Counter-terror police recovered Mr Taseer from a compound north of Quetta, following a tip off. When agents entered the building they found only the hostage.
Some believe that a ransom was paid to the Pakistani Taliban, who are suspected of the kidnapping, or that keeping him had become too dangerous. The young man is now with his family (pictured) in a safe location.
“The road towards Pakistan’s normalisation is long,” said Aslam, "but I think that Prime Minister Nawaz Sharif will be able to follow it. He is a mature politician and can do more for this society’s stability.”
Samson Salamat, a Christian activist who heads Rawadari Tehreek (Movement for Tolerance) is less optimistic. "I think it is early to say that it is a positive development. There are many concrete things to do that have instead been delayed.”
For example, "officially banned terrorist groups are still operating, hate speech against minorities is not punished and no policies to de-radicalise society have been adopted. If the state does not intervene with effective measures to stop the culture of bombs and guns, we have no hope,” Salamat said. “Of course, Anchorthe authorities seems to be on the right path, but they have a long way to go."
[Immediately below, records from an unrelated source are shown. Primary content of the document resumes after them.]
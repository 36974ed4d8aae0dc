use chrono::NaiveDate;
use lazy_static::lazy_static;
use regex::Regex;
use scraper::{ElementRef, Selector};

use super::parser::{element_text, parse_decimal};
use super::{AuctionMetadata, DEFAULT_RESERVE_PRICE, UNKNOWN_PRODUCTION_MONTH};

lazy_static! {
    static ref MONTH_YEAR_REGEX: Regex = Regex::new(
        r"\b(?:January|February|March|April|May|June|July|August|September|October|November|December)\s+\d{4}\b"
    ).unwrap();

    // "The reserve price for the May auctions is: 0,15 €/MWh"
    static ref RESERVE_PRICE_REGEX: Regex = Regex::new(
        r"(?i)reserve\s+price.*?(\d+[.,]\d+).*?(?:€|EUR)\s*/\s*MWh"
    ).unwrap();

    static ref SPANNING_HEADER: Selector = Selector::parse(r#"th[colspan="4"]"#).unwrap();
    static ref HEADER_CELL: Selector = Selector::parse("th").unwrap();
}

/// Read production month and reserve price from the results section.
///
/// Missing values fall back to defaults so that good table rows are still
/// saved: the month becomes "Unknown" and the reserve price 0.15 EUR/MWh.
/// The page carries no auction date, so `today` is used.
pub fn extract_metadata(section: &ElementRef<'_>, today: NaiveDate) -> AuctionMetadata {
    let section_text = element_text(section);

    let production_month = match find_production_month(section, &section_text) {
        Some(month) => {
            tracing::info!("Found production month: {}", month);
            month
        }
        None => {
            tracing::warn!("Could not find production month, using '{}'", UNKNOWN_PRODUCTION_MONTH);
            UNKNOWN_PRODUCTION_MONTH.to_string()
        }
    };

    let reserve_price = match find_reserve_price(&section_text) {
        Some(price) => {
            tracing::info!("Found reserve price: {}", price);
            price
        }
        None => {
            tracing::warn!("Could not find reserve price, using default: {}", DEFAULT_RESERVE_PRICE);
            DEFAULT_RESERVE_PRICE
        }
    };

    let metadata = AuctionMetadata {
        auction_date: today,
        production_month,
        reserve_price,
    };

    tracing::info!(
        "Extracted metadata: auction={}, production={}, reserve={}",
        metadata.auction_date,
        metadata.production_month,
        metadata.reserve_price
    );

    metadata
}

fn find_production_month(section: &ElementRef<'_>, section_text: &str) -> Option<String> {
    section
        .select(&SPANNING_HEADER)
        .chain(section.select(&HEADER_CELL))
        .find_map(|cell| month_year_in(&element_text(&cell)))
        .or_else(|| month_year_in(section_text))
}

fn month_year_in(text: &str) -> Option<String> {
    MONTH_YEAR_REGEX.find(text).map(|m| m.as_str().to_string())
}

pub(crate) fn find_reserve_price(text: &str) -> Option<rust_decimal::Decimal> {
    RESERVE_PRICE_REGEX
        .captures(text)
        .and_then(|cap| parse_decimal(&cap[1]))
}
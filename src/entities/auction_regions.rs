//! `SeaORM` Entity for auction_regions table

use sea_orm::entity::prelude::*;
use serde::{Deserialize, Serialize};

#[derive(Clone, Debug, PartialEq, DeriveEntityModel, Eq, Serialize, Deserialize)]
#[sea_orm(table_name = "auction_regions")]
pub struct Model {
    #[sea_orm(primary_key)]
    pub id: i32,
    pub auction_id: i32,
    pub region_name: String,
    pub volume_offered: i64,
    pub volume_allocated: i64,
    /// Weighted average clearing price in EUR/MWh
    #[sea_orm(column_type = "Decimal(Some((12, 4)))")]
    pub weighted_avg_price: Decimal,
    pub created_at: DateTime,
}

#[derive(Copy, Clone, Debug, EnumIter, DeriveRelation)]
pub enum Relation {
    #[sea_orm(
        belongs_to = "super::auctions::Entity",
        from = "Column::AuctionId",
        to = "super::auctions::Column::Id",
        on_update = "NoAction",
        on_delete = "Cascade"
    )]
    Auctions,
}

impl Related<super::auctions::Entity> for Entity {
    fn to() -> RelationDef {
        Relation::Auctions.def()
    }
}

impl ActiveModelBehavior for ActiveModel {}
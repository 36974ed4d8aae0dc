use std::env;
use std::str::FromStr;
use std::time::Duration;

use crate::error::ConfigError;
use crate::scrapers::ScraperConfig;

/// Process configuration, read from the environment (and `.env` via dotenvy).
#[derive(Clone, Debug)]
pub struct AppConfig {
    pub database_url: String,
    pub bind_addr: String,
    pub scraper: ScraperConfig,
    pub scrape_interval: Duration,
    pub run_on_startup: bool,
}

impl AppConfig {
    pub fn from_env() -> Result<Self, ConfigError> {
        Self::from_lookup(|key| env::var(key).ok())
    }

    /// Build from an arbitrary key lookup; unset keys take their defaults.
    pub fn from_lookup(lookup: impl Fn(&str) -> Option<String>) -> Result<Self, ConfigError> {
        let defaults = ScraperConfig::default();

        let database_url = lookup("DATABASE_URL").ok_or(ConfigError::Missing("DATABASE_URL"))?;

        let scraper = ScraperConfig {
            source_url: lookup("AUCTION_SOURCE_URL").unwrap_or(defaults.source_url),
            user_agent: lookup("SCRAPER_USER_AGENT").unwrap_or(defaults.user_agent),
            timeout_secs: parse_or(&lookup, "SCRAPER_TIMEOUT_SECS", defaults.timeout_secs)?,
            retry_max: parse_or(&lookup, "SCRAPER_RETRY_MAX", defaults.retry_max)?,
            retry_delay_ms: retry_delay_ms(&lookup, defaults.retry_delay_ms)?,
        };

        if scraper.retry_max == 0 {
            return Err(ConfigError::Invalid {
                key: "SCRAPER_RETRY_MAX",
                value: "0".to_string(),
            });
        }

        Ok(Self {
            database_url,
            bind_addr: lookup("BIND_ADDR").unwrap_or_else(|| "0.0.0.0:3000".to_string()),
            scraper,
            scrape_interval: Duration::from_secs(parse_or(&lookup, "SCRAPER_INTERVAL_SECS", 86_400)?),
            run_on_startup: parse_or(&lookup, "SCRAPER_RUN_ON_STARTUP", true)?,
        })
    }
}

fn retry_delay_ms(
    lookup: &impl Fn(&str) -> Option<String>,
    default_ms: u64,
) -> Result<u64, ConfigError> {
    const KEY: &str = "SCRAPER_RETRY_DELAY_SECS";
    let secs: u64 = parse_or(lookup, KEY, default_ms / 1000)?;

    secs.checked_mul(1000).ok_or_else(|| ConfigError::Invalid {
        key: KEY,
        value: secs.to_string(),
    })
}

fn parse_or<T: FromStr>(
    lookup: &impl Fn(&str) -> Option<String>,
    key: &'static str,
    default: T,
) -> Result<T, ConfigError> {
    match lookup(key) {
        None => Ok(default),
        Some(raw) => raw
            .trim()
            .parse()
            .map_err(|_| ConfigError::Invalid { key, value: raw }),
    }
}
Naumana Suleman, coordinator of the Centre for Social Justice, believes that today should be devoted to the Taseer family. "Shahbaz’s liberation is great news, not only for his family but also for the friends and supporters of the late governor.”
“I hope,” she added, “that this event will lead to the release of many other 'political' prisoners, like Ali Haider Gilani, the son of our former prime minister, and many others in a similar situation."
For his part, Yousaf Raza Gilani expressed hope that his son “AnchorAli Gilani will also be recovered soon”.